From Lisa Miller's efficient vivisection of Mr. Brooks in New York Magazine:
...
Brooks worries, a little, that his new book will be considered “woo-woo,” but he also knows that his base — the senior executives who hear him speak at the end of a three-day retreat on corporate health-care costs — will “eat it up more than any other audience. They have nobody in their lives who talks this way. I’m exaggerating, but the country is hungry for ‘How do you do relationship?’ ‘How do you lead a good life?’ ”

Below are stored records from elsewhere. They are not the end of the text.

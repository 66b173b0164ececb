//! SLMON screenshot attachment. Files live under `<media>/slmon_images/` with
//! random names; the record stores the path relative to the media directory.

use std::path::Path;

use actix_multipart::Multipart;
use actix_web::{web, HttpResponse};
use futures_util::StreamExt;
use log::{info, warn};
use tokio::fs;
use uuid::Uuid;

use super::with_image_url;
use crate::config::AppConfig;
use crate::db::{checklist as store, Database};
use crate::error::{AppError, AppResult};
use crate::services::{field_file_name, field_name, read_field};

const IMAGE_DIR: &str = "slmon_images";
const FIELD: &str = "slmon_image";

fn stored_name(upload_name: &str) -> String {
    let ext = Path::new(upload_name)
        .extension()
        .and_then(|e| e.to_str())
        .map(str::to_lowercase)
        .unwrap_or_else(|| "png".to_string());
    format!("{IMAGE_DIR}/{}.{ext}", Uuid::new_v4())
}

pub async fn upload(
    config: web::Data<AppConfig>,
    db: web::Data<Database>,
    id: web::Path<i64>,
    mut payload: Multipart,
) -> AppResult<HttpResponse> {
    let conn = db.connect()?;
    if store::get(&conn, *id)?.is_none() {
        return Err(AppError::not_found("CS record not found"));
    }

    let mut stored: Option<String> = None;
    while let Some(item) = payload.next().await {
        let mut field = item.map_err(|e| AppError::BadRequest(format!("invalid upload: {e}")))?;
        if field_name(&field).as_deref() != Some(FIELD) {
            continue;
        }

        let upload_name = field_file_name(&field).unwrap_or_default();
        let mime = mime_guess::from_path(&upload_name).first_or_octet_stream();
        if mime.type_() != mime_guess::mime::IMAGE {
            return Err(AppError::BadRequest(format!("'{upload_name}' is not an image")));
        }
        let bytes = read_field(&mut field).await?;
        if bytes.is_empty() {
            return Err(AppError::BadRequest("The submitted image is empty".to_string()));
        }
        if let Err(e) = ::image::load_from_memory(&bytes) {
            warn!("Rejected SLMON upload '{}': {}", upload_name, e);
            return Err(AppError::BadRequest(format!("'{upload_name}' is not a readable image")));
        }

        let relative = stored_name(&upload_name);
        let target = config.media_dir.join(&relative);
        if let Some(parent) = target.parent() {
            fs::create_dir_all(parent).await?;
        }
        fs::write(&target, &bytes).await?;
        stored = Some(relative);
    }

    let relative = stored.ok_or_else(|| AppError::BadRequest(format!("Missing '{FIELD}' file")))?;
    store::set_image(&conn, *id, Some(&relative))?;
    info!("Attached {} to CS record {}", relative, id);

    let record = store::get(&conn, *id)?.ok_or_else(|| AppError::not_found("CS record not found"))?;
    Ok(HttpResponse::Ok().json(with_image_url(record)))
}

/// Unlinks the screenshot. The file itself stays in the media directory.
pub async fn clear(db: web::Data<Database>, id: web::Path<i64>) -> AppResult<HttpResponse> {
    let conn = db.connect()?;
    if !store::set_image(&conn, *id, None)? {
        return Err(AppError::not_found("CS record not found"));
    }
    info!("Cleared image of CS record {}", id);
    Ok(HttpResponse::NoContent().finish())
}
use actix_web::{web, HttpResponse};
use log::info;

use crate::config::AppConfig;
use crate::db::{bast as store, Database};
use crate::error::{AppError, AppResult};
use crate::report::{pdf, simplify_record_id, xlsx, ReportError};
use crate::services::download;

pub async fn xlsx(
    config: web::Data<AppConfig>,
    db: web::Data<Database>,
    id: web::Path<i64>,
) -> AppResult<HttpResponse> {
    let conn = db.connect()?;
    let record = store::get(&conn, *id)?.ok_or_else(|| AppError::not_found("BAST record not found"))?;
    let stem = simplify_record_id(&record.bast_id);

    let template = config.bast_template();
    let bytes = web::block(move || -> Result<Vec<u8>, ReportError> {
        xlsx::render_bast(&template, &record)?.to_bytes()
    })
    .await
    .map_err(|e| AppError::External(e.to_string()))??;
    info!("Rendered handover {} as XLSX", stem);
    Ok(download::xlsx_attachment(&stem, bytes))
}

pub async fn pdf(
    config: web::Data<AppConfig>,
    db: web::Data<Database>,
    id: web::Path<i64>,
) -> AppResult<HttpResponse> {
    let conn = db.connect()?;
    let record = store::get(&conn, *id)?.ok_or_else(|| AppError::not_found("BAST record not found"))?;
    let stem = simplify_record_id(&record.bast_id);

    let template = config.bast_template();
    let pdf_stem = stem.clone();
    let bytes = web::block(move || -> Result<Vec<u8>, ReportError> {
        let workbook = xlsx::render_bast(&template, &record)?;
        pdf::xlsx_to_pdf(&workbook.to_bytes()?, &pdf_stem)
    })
    .await
    .map_err(|e| AppError::External(e.to_string()))??;
    Ok(download::pdf_inline(&stem, bytes))
}
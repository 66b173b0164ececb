use actix_web::{web, HttpResponse};
use common::model::checklist::CsRecord;
use log::info;

use crate::db::{checklist as store, Database};
use crate::services::download::{csv_attachment, csv_failure, float_text, write_csv};

const FILE_NAME: &str = "cs_records_export.csv";

const HEADER: [&str; 14] = [
    "CS ID",
    "Date",
    "Shift",
    "Jam Pelaksanaan",
    "Kelompok",
    "Operator",
    "Gaps",
    "Spikes",
    "Blanks",
    "SLMON",
    "Count Gaps",
    "Count Spikes",
    "Count Blanks",
    "SLMON Image",
];

fn fields(r: &CsRecord) -> Vec<String> {
    vec![
        r.cs_id.clone(),
        r.date.format("%Y-%m-%d").to_string(),
        r.shift.clone(),
        r.jam_pelaksanaan.clone(),
        r.kelompok.clone(),
        r.operator_name.clone(),
        r.gaps.clone(),
        r.spikes.clone(),
        r.blanks.clone(),
        r.slmon.map(float_text).unwrap_or_default(),
        r.count_gaps.to_string(),
        r.count_spikes.to_string(),
        r.count_blanks.to_string(),
        r.slmon_image.clone().unwrap_or_default(),
    ]
}

pub async fn process(db: web::Data<Database>) -> HttpResponse {
    info!("Starting CS records export");
    let rows = match db.connect().and_then(|conn| store::list_ascending(&conn)) {
        Ok(rows) => rows,
        Err(e) => return csv_failure(e),
    };
    match write_csv("CS", &HEADER, rows, fields) {
        Ok(bytes) => csv_attachment(FILE_NAME, bytes),
        Err(e) => csv_failure(e),
    }
}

I ask Brooks whether he can see the irony: the pundit preaching on holiness, the public intellectual holding forth on humility, the middle-aged divorcé lecturing on love, the defender of the Republican aristocracy writing a book about the sacred poor. But self-knowledge has never been Brooks’s particular strength — or rather, in its mix of self-mocking, striving, and naïveté, his view of himself can fail to come into focus. “I don’t see myself as a privileged person,” he says, hesitating. “I make more than people — well, maybe I should take that back. Yeah, I do take that back.”
For America's most clueless, cloistered plutocrats, David Brooks truly is their anointed savior.

Their Bullshit Buddha.

The Leo Buscaglia of the Leisure Class.

Their Putz Who Was Promised:
The Prince That Was Promised", sometimes called "The Prince Who Was Promised" or "The One Who Was Promised" (also known as the Lord's Chosen, the Son of Fire and the Warrior of Light) is a prophesied savior in the religion of the Lord of Light. According to the prophecy, this figure would be born "amidst salt and smoke" and pull a sword named Lightbringer from flames, which they would use to combat an impending darkness.


Behold, a Tip Jar!

1 comment:

Andrew Johnston said...

By the way, Amazon finally let me post a review of this thing:

https://www.amazon.com/gp/customer-reviews/R174FNCCNE44VM/ref=cm_cr_dp_d_rvw_ttl?ie=UTF8&ASIN=B07DT1BD63

Reviews on Amazon are a weird beast. At one point, there were 25 reviews on this thing. Amazon purged it down to 8, knocking out some really long and well-thought out reviews and even one by a top reviewer. Several days later, and there are...9 reviews. I don't know what the fuck kind of game Amazon is pulling, but they've let me stay and I am at the top of the page right now. We'll see how long that lasts.